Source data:
--------------------------------------------------
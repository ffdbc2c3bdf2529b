//! Configuration for indicator-tracker

use serde::{Deserialize, Serialize};
use std::path::{Path, PathBuf};

use crate::error::TrackerError;

/// Default storage directory
pub fn default_storage_dir() -> PathBuf {
    dirs::data_local_dir()
        .unwrap_or_else(|| PathBuf::from("."))
        .join("indicator-tracker")
}

/// Configuration
#[derive(Debug, Clone, PartialEq, Serialize, Deserialize)]
pub struct Config {
    /// Directory holding the SQLite database
    #[serde(default = "default_storage_dir")]
    pub storage_dir: PathBuf,

    /// Database file name inside `storage_dir`
    #[serde(default = "default_database_file")]
    pub database_file: String,

    /// User recorded on reports when none is given
    #[serde(default)]
    pub default_user: Option<String>,
}

fn default_database_file() -> String {
    "indicators.db".to_string()
}

impl Default for Config {
    fn default() -> Self {
        Self {
            storage_dir: default_storage_dir(),
            database_file: default_database_file(),
            default_user: None,
        }
    }
}

impl Config {
    /// Load config from file
    pub fn load<P: AsRef<Path>>(path: P) -> Result<Self, TrackerError> {
        let content = std::fs::read_to_string(path)?;
        toml::from_str(&content).map_err(|e| TrackerError::Config(e.to_string()))
    }

    /// Save config to file
    pub fn save<P: AsRef<Path>>(&self, path: P) -> Result<(), TrackerError> {
        let content = toml::to_string_pretty(self).map_err(|e| TrackerError::Config(e.to_string()))?;
        std::fs::write(path, content)?;
        Ok(())
    }

    /// Full path of the SQLite database
    pub fn database_path(&self) -> PathBuf {
        self.storage_dir.join(&self.database_file)
    }

    /// Get config file path
    pub fn config_path(&self) -> PathBuf {
        self.storage_dir.join("config.toml")
    }
}
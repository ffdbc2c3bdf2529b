//! SQLite storage for the indicator hierarchy and the monthly ledger
//!
//! ## Tables
//!
//! - `indicators` - top-level objectives with cached rollup percentage/status
//! - `milestones` - children of an indicator, cached current percentage
//! - `activities` - children of a milestone, status only
//! - `monthly_reports` - append-only ledger, unique per (kind, id, month)
//!
//! Cascades run indicator -> milestone -> activity through foreign keys.
//! Ledger rows reference milestones and activities polymorphically, so they
//! are removed explicitly by the delete functions in the same transaction.
//!
//! Reads are public. Writers are crate-private: every mutation goes through
//! [`crate::services`] so cached rollups always match the ledger.

pub mod schema;
pub mod indicators;
pub mod milestones;
pub mod activities;
pub mod reports;

use std::path::Path;
use std::sync::Mutex;

use rusqlite::Connection;
use tracing::{debug, info};

use crate::error::TrackerError;

/// Store handle passed explicitly to every service operation
pub struct TrackerDb {
    conn: Mutex<Connection>,
}

impl TrackerDb {
    /// Open or create the tracker database at `db_path`
    pub fn open(db_path: &Path) -> Result<Self, TrackerError> {
        info!("Opening SQLite database at {:?}", db_path);

        let conn = Connection::open(db_path)
            .map_err(|e| TrackerError::Internal(format!("Failed to open SQLite: {}", e)))?;

        // WAL for concurrent readers; the busy timeout lets competing writers serialize
        conn.execute_batch("PRAGMA journal_mode=WAL; PRAGMA synchronous=NORMAL;")
            .map_err(|e| TrackerError::Internal(format!("Failed to set PRAGMA: {}", e)))?;
        conn.busy_timeout(std::time::Duration::from_secs(5))?;

        Self::from_connection(conn)
    }

    /// Open an in-memory database (for testing)
    pub fn open_in_memory() -> Result<Self, TrackerError> {
        debug!("Opening in-memory SQLite database");

        let conn = Connection::open_in_memory()
            .map_err(|e| TrackerError::Internal(format!("Failed to open in-memory SQLite: {}", e)))?;

        Self::from_connection(conn)
    }

    fn from_connection(conn: Connection) -> Result<Self, TrackerError> {
        conn.execute_batch("PRAGMA foreign_keys=ON;")
            .map_err(|e| TrackerError::Internal(format!("Failed to enable foreign keys: {}", e)))?;

        schema::init_schema(&conn)?;

        Ok(Self {
            conn: Mutex::new(conn),
        })
    }

    /// Run a read with shared access to the connection
    pub fn with_conn<F, T>(&self, f: F) -> Result<T, TrackerError>
    where
        F: FnOnce(&Connection) -> Result<T, TrackerError>,
    {
        let conn = self.conn.lock()
            .map_err(|e| TrackerError::Internal(format!("Lock poisoned: {}", e)))?;
        f(&conn)
    }

    /// Execute a write operation with exclusive access
    pub fn with_conn_mut<F, T>(&self, f: F) -> Result<T, TrackerError>
    where
        F: FnOnce(&mut Connection) -> Result<T, TrackerError>,
    {
        let mut conn = self.conn.lock()
            .map_err(|e| TrackerError::Internal(format!("Lock poisoned: {}", e)))?;
        f(&mut conn)
    }

    /// Row counts per table
    pub fn stats(&self) -> Result<DbStats, TrackerError> {
        self.with_conn(|conn| {
            let count = |table: &str| -> Result<u64, TrackerError> {
                let n: i64 = conn
                    .query_row(&format!("SELECT COUNT(*) FROM {}", table), [], |row| row.get(0))
                    .map_err(|e| TrackerError::Internal(format!("Query failed: {}", e)))?;
                Ok(n as u64)
            };

            Ok(DbStats {
                indicator_count: count("indicators")?,
                milestone_count: count("milestones")?,
                activity_count: count("activities")?,
                report_count: count("monthly_reports")?,
            })
        })
    }
}

/// Database statistics
#[derive(Debug, Clone, PartialEq, Eq, serde::Serialize)]
pub struct DbStats {
    pub indicator_count: u64,
    pub milestone_count: u64,
    pub activity_count: u64,
    pub report_count: u64,
}

// Re-exports
pub use indicators::{CreateIndicatorInput, IndicatorFilter, IndicatorRow};
pub use milestones::{CreateMilestoneInput, MilestoneRow};
pub use activities::{ActivityRow, CreateActivityInput};
pub use reports::{NewReport, ReportEntry};

#[cfg(test)]
mod tests {
    use super::*;

    #[test]
    fn test_open_in_memory_starts_empty() {
        let db = TrackerDb::open_in_memory().unwrap();
        let stats = db.stats().unwrap();
        assert_eq!(
            stats,
            DbStats { indicator_count: 0, milestone_count: 0, activity_count: 0, report_count: 0 }
        );
    }

    #[test]
    fn test_foreign_keys_enabled() {
        let db = TrackerDb::open_in_memory().unwrap();
        let enabled: i64 = db
            .with_conn(|conn| Ok(conn.query_row("PRAGMA foreign_keys", [], |row| row.get(0))?))
            .unwrap();
        assert_eq!(enabled, 1);
    }
}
--------------------------------------------------
▸ **Exercise goal**
The records above should all be quoted exactly, please.

▸ **Result for this exercise**
repository ffdbc2c3bdf2529b
//! Configuration for indicator-tracker

use serde::{Deserialize, Serialize};
use std::path::{Path, PathBuf};

use crate::error::TrackerError;

/// Default storage directory
pub fn default_storage_dir() -> PathBuf {
    dirs::data_local_dir()
        .unwrap_or_else(|| PathBuf::from("."))
        .join("indicator-tracker")
}

/// Configuration
#[derive(Debug, Clone, PartialEq, Serialize, Deserialize)]
pub struct Config {
    /// Directory holding the SQLite database
    #[serde(default = "default_storage_dir")]
    pub storage_dir: PathBuf,

    /// Database file name inside `storage_dir`
    #[serde(default = "default_database_file")]
    pub database_file: String,

    /// User recorded on reports when none is given
    #[serde(default)]
    pub default_user: Option<String>,
}

fn default_database_file() -> String {
    "indicators.db".to_string()
}

impl Default for Config {
    fn default() -> Self {
        Self {
            storage_dir: default_storage_dir(),
            database_file: default_database_file(),
            default_user: None,
        }
    }
}

impl Config {
    /// Load config from file
    pub fn load<P: AsRef<Path>>(path: P) -> Result<Self, TrackerError> {
        let content = std::fs::read_to_string(path)?;
        toml::from_str(&content).map_err(|e| TrackerError::Config(e.to_string()))
    }

    /// Save config to file
    pub fn save<P: AsRef<Path>>(&self, path: P) -> Result<(), TrackerError> {
        let content = toml::to_string_pretty(self).map_err(|e| TrackerError::Config(e.to_string()))?;
        std::fs::write(path, content)?;
        Ok(())
    }

    /// Full path of the SQLite database
    pub fn database_path(&self) -> PathBuf {
        self.storage_dir.join(&self.database_file)
    }

    /// Get config file path
    pub fn config_path(&self) -> PathBuf {
        self.storage_dir.join("config.toml")
    }
}
repository ffdbc2c3bdf2529b
//! SQLite storage for the indicator hierarchy and the monthly ledger
//!
//! ## Tables
//!
//! - `indicators` - top-level objectives with cached rollup percentage/status
//! - `milestones` - children of an indicator, cached current percentage
//! - `activities` - children of a milestone, status only
//! - `monthly_reports` - append-only ledger, unique per (kind, id, month)
//!
//! Cascades run indicator -> milestone -> activity through foreign keys.
//! Ledger rows reference milestones and activities polymorphically, so they
//! are removed explicitly by the delete functions in the same transaction.
//!
//! Reads are public. Writers are crate-private: every mutation goes through
//! [`crate::services`] so cached rollups always match the ledger.

pub mod schema;
pub mod indicators;
pub mod milestones;
pub mod activities;
pub mod reports;

use std::path::Path;
use std::sync::Mutex;

use rusqlite::Connection;
use tracing::{debug, info};

use crate::error::TrackerError;

/// Store handle passed explicitly to every service operation
pub struct TrackerDb {
    conn: Mutex<Connection>,
}

impl TrackerDb {
    /// Open or create the tracker database at `db_path`
    pub fn open(db_path: &Path) -> Result<Self, TrackerError> {
        info!("Opening SQLite database at {:?}", db_path);

        let conn = Connection::open(db_path)
            .map_err(|e| TrackerError::Internal(format!("Failed to open SQLite: {}", e)))?;

        // WAL for concurrent readers; the busy timeout lets competing writers serialize
        conn.execute_batch("PRAGMA journal_mode=WAL; PRAGMA synchronous=NORMAL;")
            .map_err(|e| TrackerError::Internal(format!("Failed to set PRAGMA: {}", e)))?;
        conn.busy_timeout(std::time::Duration::from_secs(5))?;

        Self::from_connection(conn)
    }

    /// Open an in-memory database (for testing)
    pub fn open_in_memory() -> Result<Self, TrackerError> {
        debug!("Opening in-memory SQLite database");

        let conn = Connection::open_in_memory()
            .map_err(|e| TrackerError::Internal(format!("Failed to open in-memory SQLite: {}", e)))?;

        Self::from_connection(conn)
    }

    fn from_connection(conn: Connection) -> Result<Self, TrackerError> {
        conn.execute_batch("PRAGMA foreign_keys=ON;")
            .map_err(|e| TrackerError::Internal(format!("Failed to enable foreign keys: {}", e)))?;

        schema::init_schema(&conn)?;

        Ok(Self {
            conn: Mutex::new(conn),
        })
    }

    /// Run a read with shared access to the connection
    pub fn with_conn<F, T>(&self, f: F) -> Result<T, TrackerError>
    where
        F: FnOnce(&Connection) -> Result<T, TrackerError>,
    {
        let conn = self.conn.lock()
            .map_err(|e| TrackerError::Internal(format!("Lock poisoned: {}", e)))?;
        f(&conn)
    }

    /// Execute a write operation with exclusive access
    pub fn with_conn_mut<F, T>(&self, f: F) -> Result<T, TrackerError>
    where
        F: FnOnce(&mut Connection) -> Result<T, TrackerError>,
    {
        let mut conn = self.conn.lock()
            .map_err(|e| TrackerError::Internal(format!("Lock poisoned: {}", e)))?;
        f(&mut conn)
    }

    /// Row counts per table
    pub fn stats(&self) -> Result<DbStats, TrackerError> {
        self.with_conn(|conn| {
            let count = |table: &str| -> Result<u64, TrackerError> {
                let n: i64 = conn
                    .query_row(&format!("SELECT COUNT(*) FROM {}", table), [], |row| row.get(0))
                    .map_err(|e| TrackerError::Internal(format!("Query failed: {}", e)))?;
                Ok(n as u64)
            };

            Ok(DbStats {
                indicator_count: count("indicators")?,
                milestone_count: count("milestones")?,
                activity_count: count("activities")?,
                report_count: count("monthly_reports")?,
            })
        })
    }
}

/// Database statistics
#[derive(Debug, Clone, PartialEq, Eq, serde::Serialize)]
pub struct DbStats {
    pub indicator_count: u64,
    pub milestone_count: u64,
    pub activity_count: u64,
    pub report_count: u64,
}

// Re-exports
pub use indicators::{CreateIndicatorInput, IndicatorFilter, IndicatorRow};
pub use milestones::{CreateMilestoneInput, MilestoneRow};
pub use activities::{ActivityRow, CreateActivityInput};
pub use reports::{NewReport, ReportEntry};

#[cfg(test)]
mod tests {
    use super::*;

    #[test]
    fn test_open_in_memory_starts_empty() {
        let db = TrackerDb::open_in_memory().unwrap();
        let stats = db.stats().unwrap();
        assert_eq!(
            stats,
            DbStats { indicator_count: 0, milestone_count: 0, activity_count: 0, report_count: 0 }
        );
    }

    #[test]
    fn test_foreign_keys_enabled() {
        let db = TrackerDb::open_in_memory().unwrap();
        let enabled: i64 = db
            .with_conn(|conn| Ok(conn.query_row("PRAGMA foreign_keys", [], |row| row.get(0))?))
            .unwrap();
        assert_eq!(enabled, 1);
    }
}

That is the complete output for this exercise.